----- EXERCISE INPUTS -----

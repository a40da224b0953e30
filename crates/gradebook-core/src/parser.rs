//! TOML definition parser.
//!
//! Loads quizzes, rubrics, and rosters from authoring files. This is the only
//! place where lenient input is coerced (a question without usable marks is
//! worth 1); everything past this point goes through strict validation.

use std::path::{Path, PathBuf};

use anyhow::{Context, Result};
use chrono::{DateTime, Utc};
use serde::Deserialize;

use crate::model::{
    AccessType, AnswerOption, Question, QuestionType, Rubric, RubricCriterion, Student,
};
use crate::quiz::{AccessSpec, QuizMeta};
use crate::rubric::validate_rubric;

/// A parsed quiz file: everything `assemble_quiz` needs except the roster.
#[derive(Debug, Clone)]
pub struct QuizDefinition {
    pub meta: QuizMeta,
    pub questions: Vec<Question>,
    pub access: AccessSpec,
}

/// Any definition file, classified by its top-level table.
#[derive(Debug, Clone)]
pub enum Definition {
    Quiz(QuizDefinition),
    Rubric(Rubric),
    Roster(Vec<Student>),
}

impl Definition {
    pub fn kind(&self) -> &'static str {
        match self {
            Definition::Quiz(_) => "quiz",
            Definition::Rubric(_) => "rubric",
            Definition::Roster(_) => "roster",
        }
    }
}

#[derive(Debug, Deserialize)]
struct TomlQuizFile {
    quiz: TomlQuizHeader,
    #[serde(default)]
    questions: Vec<TomlQuestion>,
}

#[derive(Debug, Deserialize)]
struct TomlQuizHeader {
    #[serde(default)]
    id: String,
    title: String,
    #[serde(default)]
    description: String,
    #[serde(default)]
    subject: String,
    #[serde(default)]
    class_semester: String,
    #[serde(default)]
    total_marks: Option<f64>,
    #[serde(default = "default_passing_percentage")]
    passing_percentage: f64,
    #[serde(default)]
    time_limit_minutes: Option<u32>,
    #[serde(default = "default_max_attempts")]
    max_attempts: u32,
    #[serde(default)]
    starts_at: Option<String>,
    #[serde(default)]
    ends_at: Option<String>,
    #[serde(default = "default_access")]
    access: String,
    #[serde(default)]
    students: Vec<String>,
}

fn default_passing_percentage() -> f64 {
    60.0
}

fn default_max_attempts() -> u32 {
    1
}

fn default_access() -> String {
    "all_class".to_string()
}

#[derive(Debug, Deserialize)]
struct TomlQuestion {
    #[serde(default)]
    id: Option<String>,
    text: String,
    #[serde(rename = "type")]
    question_type: String,
    #[serde(default)]
    marks: Option<toml::Value>,
    #[serde(default)]
    answer: Option<toml::Value>,
    #[serde(default)]
    options: Vec<TomlOption>,
}

#[derive(Debug, Deserialize)]
struct TomlOption {
    text: String,
    #[serde(default)]
    correct: bool,
}

#[derive(Debug, Deserialize)]
struct TomlRubricFile {
    rubric: TomlRubricHeader,
    #[serde(default)]
    criteria: Vec<TomlCriterion>,
}

#[derive(Debug, Deserialize)]
struct TomlRubricHeader {
    id: String,
    title: String,
    total_marks: f64,
}

#[derive(Debug, Deserialize)]
struct TomlCriterion {
    #[serde(default)]
    id: Option<String>,
    name: String,
    #[serde(default)]
    description: String,
    max_points: f64,
}

#[derive(Debug, Deserialize)]
struct TomlRosterFile {
    #[serde(default)]
    students: Vec<Student>,
}

fn read(path: &Path) -> Result<String> {
    std::fs::read_to_string(path)
        .with_context(|| format!("failed to read definition file: {}", path.display()))
}

/// Parse a quiz file.
pub fn parse_quiz(path: &Path) -> Result<QuizDefinition> {
    parse_quiz_str(&read(path)?, path)
}

/// Parse quiz TOML. Questions are not validated here; that happens at
/// assembly so errors carry the question's position.
pub fn parse_quiz_str(content: &str, source_path: &Path) -> Result<QuizDefinition> {
    let parsed: TomlQuizFile = toml::from_str(content)
        .with_context(|| format!("failed to parse TOML: {}", source_path.display()))?;
    let header = parsed.quiz;

    let access_type: AccessType = header
        .access
        .parse()
        .map_err(|e: String| anyhow::anyhow!("{}", e))?;
    let access = match access_type {
        AccessType::AllClass => AccessSpec::all_class(),
        AccessType::SelectedStudents => AccessSpec::selected(header.students),
    };

    let questions = parsed
        .questions
        .into_iter()
        .enumerate()
        .map(|(i, q)| convert_question(i, q))
        .collect::<Result<Vec<_>>>()?;

    let meta = QuizMeta {
        id: header.id,
        title: header.title,
        description: header.description,
        subject: header.subject,
        class_semester: header.class_semester,
        total_marks: header.total_marks,
        passing_percentage: header.passing_percentage,
        time_limit_minutes: header.time_limit_minutes,
        max_attempts: header.max_attempts,
        starts_at: parse_timestamp(header.starts_at.as_deref(), "starts_at")?,
        ends_at: parse_timestamp(header.ends_at.as_deref(), "ends_at")?,
    };

    Ok(QuizDefinition {
        meta,
        questions,
        access,
    })
}

fn parse_timestamp(value: Option<&str>, field: &str) -> Result<Option<DateTime<Utc>>> {
    value
        .map(|s| {
            DateTime::parse_from_rfc3339(s)
                .map(|dt| dt.with_timezone(&Utc))
                .with_context(|| format!("{field} is not an RFC 3339 timestamp: {s}"))
        })
        .transpose()
}

fn convert_question(index: usize, q: TomlQuestion) -> Result<Question> {
    let id = q.id.unwrap_or_else(|| format!("q{}", index + 1));
    let question_type: QuestionType = q
        .question_type
        .parse()
        .map_err(|e: String| anyhow::anyhow!("question {id}: {e}"))?;

    let marks = coerce_marks(&id, q.marks.as_ref());

    let correct_answer_text = match q.answer {
        Some(toml::Value::String(s)) if question_type == QuestionType::TrueFalse => {
            normalize_boolean_literal(&s)
        }
        Some(toml::Value::String(s)) => s,
        Some(toml::Value::Boolean(b)) => (if b { "True" } else { "False" }).to_string(),
        Some(other) => anyhow::bail!("question {id}: answer must be a string, got {other}"),
        None => String::new(),
    };

    Ok(Question {
        id,
        text: q.text,
        question_type,
        marks,
        options: q
            .options
            .into_iter()
            .map(|o| AnswerOption::new(o.text, o.correct))
            .collect(),
        correct_answer_text,
    })
}

/// Missing, zero, or non-numeric marks become 1. Negative marks are kept so
/// validation can reject them.
fn coerce_marks(question_id: &str, value: Option<&toml::Value>) -> f64 {
    let marks = match value {
        Some(toml::Value::Integer(n)) => Some(*n as f64),
        Some(toml::Value::Float(f)) if f.is_finite() => Some(*f),
        Some(toml::Value::String(s)) => s.trim().parse::<f64>().ok().filter(|f| f.is_finite()),
        _ => None,
    };
    match marks {
        Some(m) if m != 0.0 => m,
        _ => {
            if value.is_some() {
                tracing::warn!("question {question_id}: unusable marks {value:?}, defaulting to 1");
            }
            1.0
        }
    }
}

fn normalize_boolean_literal(s: &str) -> String {
    match s.trim().to_lowercase().as_str() {
        "true" => "True".to_string(),
        "false" => "False".to_string(),
        _ => s.to_string(),
    }
}

/// Parse a rubric file.
pub fn parse_rubric(path: &Path) -> Result<Rubric> {
    parse_rubric_str(&read(path)?, path)
}

/// Parse and validate rubric TOML. A criterion without an id gets one derived
/// from its name.
pub fn parse_rubric_str(content: &str, source_path: &Path) -> Result<Rubric> {
    let parsed: TomlRubricFile = toml::from_str(content)
        .with_context(|| format!("failed to parse TOML: {}", source_path.display()))?;

    let rubric = Rubric {
        id: parsed.rubric.id,
        title: parsed.rubric.title,
        total_marks: parsed.rubric.total_marks,
        criteria: parsed
            .criteria
            .into_iter()
            .map(|c| RubricCriterion {
                id: c.id.unwrap_or_else(|| slug(&c.name)),
                name: c.name,
                description: c.description,
                max_points: c.max_points,
            })
            .collect(),
    };

    validate_rubric(&rubric)
        .with_context(|| format!("invalid rubric in {}", source_path.display()))?;
    Ok(rubric)
}

fn slug(name: &str) -> String {
    name.trim()
        .to_lowercase()
        .split(|c: char| !c.is_alphanumeric())
        .filter(|part| !part.is_empty())
        .collect::<Vec<_>>()
        .join("-")
}

/// Parse a roster file.
pub fn parse_roster(path: &Path) -> Result<Vec<Student>> {
    parse_roster_str(&read(path)?, path)
}

pub fn parse_roster_str(content: &str, source_path: &Path) -> Result<Vec<Student>> {
    let parsed: TomlRosterFile = toml::from_str(content)
        .with_context(|| format!("failed to parse TOML: {}", source_path.display()))?;
    Ok(parsed.students)
}

/// Parse any definition file, picking the format from its top-level table.
pub fn parse_definition(path: &Path) -> Result<Definition> {
    parse_definition_str(&read(path)?, path)
}

pub fn parse_definition_str(content: &str, source_path: &Path) -> Result<Definition> {
    let table: toml::Table = toml::from_str(content)
        .with_context(|| format!("failed to parse TOML: {}", source_path.display()))?;

    if table.contains_key("quiz") {
        parse_quiz_str(content, source_path).map(Definition::Quiz)
    } else if table.contains_key("rubric") {
        parse_rubric_str(content, source_path).map(Definition::Rubric)
    } else if table.contains_key("students") {
        parse_roster_str(content, source_path).map(Definition::Roster)
    } else {
        anyhow::bail!(
            "{}: expected a [quiz], [rubric], or [[students]] table",
            source_path.display()
        )
    }
}

/// Recursively collect all `.toml` files under `dir`, sorted by path.
pub fn collect_definition_files(dir: &Path) -> Result<Vec<PathBuf>> {
    if !dir.is_dir() {
        anyhow::bail!("not a directory: {}", dir.display());
    }

    let mut files = Vec::new();
    for entry in std::fs::read_dir(dir)
        .with_context(|| format!("failed to read directory: {}", dir.display()))?
    {
        let path = entry?.path();
        if path.is_dir() {
            files.extend(collect_definition_files(&path)?);
        } else if path.extension().is_some_and(|ext| ext == "toml") {
            files.push(path);
        }
    }
    files.sort();
    Ok(files)
}

/// Load every roster file under `dir`. Files that are not rosters are skipped.
pub fn load_roster_directory(dir: &Path) -> Result<Vec<Student>> {
    let mut students = Vec::new();
    for path in collect_definition_files(dir)? {
        match parse_definition(&path) {
            Ok(Definition::Roster(found)) => students.extend(found),
            Ok(_) => {}
            Err(e) => tracing::warn!("skipping {}: {:#}", path.display(), e),
        }
    }
    Ok(students)
}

-----

### [AIM OF THE TASK]
Nothing but a number should be given: the count of lines above that include the string "QuizMeta".

### [TASK RESULT]
3